You Play Like A Girl!

John McEnroe stepped into yet another controversy at then end of August after The New Yorker published an interview in which he said that the best women’s tennis players in the world wouldn’t stand a chance against a middling male tennis player. Asked specifically what he thought of the rise of Serena and Venus Williams, McEnroe told the magazine that “any good male college tennis player could beat the Williams sisters and so could any men on the senior tour.”

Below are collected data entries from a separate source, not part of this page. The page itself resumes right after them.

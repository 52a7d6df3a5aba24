pub mod batch;
pub mod config;
pub mod error;
pub mod jobstore;
pub mod services;
pub mod shutdown;
pub mod workflow;
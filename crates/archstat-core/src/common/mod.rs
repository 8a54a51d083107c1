pub mod air_gap;

pub use air_gap::{AIR_GAP_WIDTHS_MM, air_gap_resistance};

That might have been a bit of an overstatement, but the underlying sentiment is certainly correct — competing against women, the Williams women are fascinating to watch. Mix them in with the male circuit and they’d be very lucky to get past the opening round of a tournament. This is largely a matter of biology — the additional upper body strength that the male players have would totally overwhelm the women players.

This can be seen just by watching men’s and women’s tennis, and actually benefits the women to a large degree in that the women’s game is more interesting to watch. The men’s game is all about power, power, power. As in other sports the physical training has advanced so quickly that men are now hitting serves at 130 miles an hour. Much the same occurs in the Women’s National Basketball Association. The best WNBA team would get demolished by a middling NBA team, but in some ways the women’s game is more exciting since the men’s game as devolved to feats of physical prowess over skill. In many ways, in both sports revolutions in training as well as the huge sums of money have led to men’s teams who are able to play well above the game.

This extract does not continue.